▶ _GIVEN RECORDS_:
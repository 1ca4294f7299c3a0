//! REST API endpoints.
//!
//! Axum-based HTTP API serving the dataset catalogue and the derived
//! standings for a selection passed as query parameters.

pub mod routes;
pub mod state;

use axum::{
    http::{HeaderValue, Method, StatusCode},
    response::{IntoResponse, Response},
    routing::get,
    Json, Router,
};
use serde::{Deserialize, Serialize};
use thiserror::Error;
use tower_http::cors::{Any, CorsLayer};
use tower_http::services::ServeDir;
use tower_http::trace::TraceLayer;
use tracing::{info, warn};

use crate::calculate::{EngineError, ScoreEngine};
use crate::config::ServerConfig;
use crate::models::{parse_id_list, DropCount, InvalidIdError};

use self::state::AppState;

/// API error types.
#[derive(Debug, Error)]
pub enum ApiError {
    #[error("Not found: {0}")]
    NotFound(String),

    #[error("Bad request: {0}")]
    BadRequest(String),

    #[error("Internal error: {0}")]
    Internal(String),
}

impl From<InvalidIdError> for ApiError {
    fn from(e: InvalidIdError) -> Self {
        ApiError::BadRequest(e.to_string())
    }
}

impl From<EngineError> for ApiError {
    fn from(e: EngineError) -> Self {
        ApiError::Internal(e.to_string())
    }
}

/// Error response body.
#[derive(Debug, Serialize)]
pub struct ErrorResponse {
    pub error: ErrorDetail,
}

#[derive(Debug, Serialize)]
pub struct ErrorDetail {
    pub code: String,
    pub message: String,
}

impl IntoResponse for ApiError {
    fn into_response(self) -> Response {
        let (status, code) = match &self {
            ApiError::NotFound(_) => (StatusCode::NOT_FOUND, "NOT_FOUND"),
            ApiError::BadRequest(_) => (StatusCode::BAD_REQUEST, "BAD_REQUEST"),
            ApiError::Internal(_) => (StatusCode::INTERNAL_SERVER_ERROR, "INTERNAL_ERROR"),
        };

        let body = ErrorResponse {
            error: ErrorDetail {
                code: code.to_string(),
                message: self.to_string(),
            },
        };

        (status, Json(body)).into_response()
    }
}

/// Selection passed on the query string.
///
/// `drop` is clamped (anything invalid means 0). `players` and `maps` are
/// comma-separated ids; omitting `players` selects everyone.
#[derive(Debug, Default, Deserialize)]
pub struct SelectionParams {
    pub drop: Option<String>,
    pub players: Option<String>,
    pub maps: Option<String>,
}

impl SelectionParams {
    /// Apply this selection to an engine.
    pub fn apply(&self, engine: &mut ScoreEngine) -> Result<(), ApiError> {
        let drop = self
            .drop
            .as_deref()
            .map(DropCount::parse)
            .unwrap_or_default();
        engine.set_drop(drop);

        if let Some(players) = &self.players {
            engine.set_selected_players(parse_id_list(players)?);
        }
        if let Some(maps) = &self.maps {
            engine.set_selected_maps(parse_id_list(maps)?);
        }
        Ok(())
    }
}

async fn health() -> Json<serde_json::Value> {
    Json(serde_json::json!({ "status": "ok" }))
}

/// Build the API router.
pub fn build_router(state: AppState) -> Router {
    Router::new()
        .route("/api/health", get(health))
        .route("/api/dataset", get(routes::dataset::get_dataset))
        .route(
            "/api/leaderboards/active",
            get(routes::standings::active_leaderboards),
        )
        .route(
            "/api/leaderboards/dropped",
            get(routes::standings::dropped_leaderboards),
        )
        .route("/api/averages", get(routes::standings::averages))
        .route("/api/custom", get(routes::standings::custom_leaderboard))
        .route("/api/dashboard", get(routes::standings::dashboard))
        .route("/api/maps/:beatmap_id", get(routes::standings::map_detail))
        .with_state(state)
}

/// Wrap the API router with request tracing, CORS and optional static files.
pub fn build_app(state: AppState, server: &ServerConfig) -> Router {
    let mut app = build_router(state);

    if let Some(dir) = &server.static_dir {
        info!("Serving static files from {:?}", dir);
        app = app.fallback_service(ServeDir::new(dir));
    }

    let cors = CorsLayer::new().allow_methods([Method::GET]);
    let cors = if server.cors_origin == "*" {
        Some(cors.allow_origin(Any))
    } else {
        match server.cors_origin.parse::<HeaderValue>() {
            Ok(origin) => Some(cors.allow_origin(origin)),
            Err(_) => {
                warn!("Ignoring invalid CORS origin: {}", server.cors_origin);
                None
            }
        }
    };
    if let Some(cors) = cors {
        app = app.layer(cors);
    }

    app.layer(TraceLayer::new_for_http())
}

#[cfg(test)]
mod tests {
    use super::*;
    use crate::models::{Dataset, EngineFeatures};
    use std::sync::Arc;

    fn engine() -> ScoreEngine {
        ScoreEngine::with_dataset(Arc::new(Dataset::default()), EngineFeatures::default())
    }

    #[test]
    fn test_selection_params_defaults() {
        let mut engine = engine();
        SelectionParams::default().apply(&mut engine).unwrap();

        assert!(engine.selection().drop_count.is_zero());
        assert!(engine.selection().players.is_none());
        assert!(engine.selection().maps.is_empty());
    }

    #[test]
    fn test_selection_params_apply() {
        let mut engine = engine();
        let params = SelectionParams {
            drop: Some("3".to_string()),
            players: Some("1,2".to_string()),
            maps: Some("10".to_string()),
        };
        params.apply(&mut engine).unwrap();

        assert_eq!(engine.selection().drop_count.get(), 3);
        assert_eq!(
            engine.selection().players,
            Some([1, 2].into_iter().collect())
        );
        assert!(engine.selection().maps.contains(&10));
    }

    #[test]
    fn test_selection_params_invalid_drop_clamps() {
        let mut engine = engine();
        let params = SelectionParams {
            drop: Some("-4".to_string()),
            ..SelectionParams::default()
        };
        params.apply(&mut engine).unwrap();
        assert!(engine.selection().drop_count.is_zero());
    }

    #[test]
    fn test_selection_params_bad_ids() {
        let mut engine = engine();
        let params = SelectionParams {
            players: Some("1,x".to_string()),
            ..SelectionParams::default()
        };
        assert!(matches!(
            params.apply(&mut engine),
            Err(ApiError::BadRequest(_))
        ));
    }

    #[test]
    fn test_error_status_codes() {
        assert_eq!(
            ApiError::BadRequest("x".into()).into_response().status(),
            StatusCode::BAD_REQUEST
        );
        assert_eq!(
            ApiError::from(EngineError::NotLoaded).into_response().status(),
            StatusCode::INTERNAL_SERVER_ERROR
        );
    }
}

▶ _EXERCISE REQUIREMENTS_:
Which lines in the data above hold the word "ErrorDetail"? Return each of them.

▶ _COMPLETED TASK_:
    pub error: ErrorDetail,
pub struct ErrorDetail {
            error: ErrorDetail {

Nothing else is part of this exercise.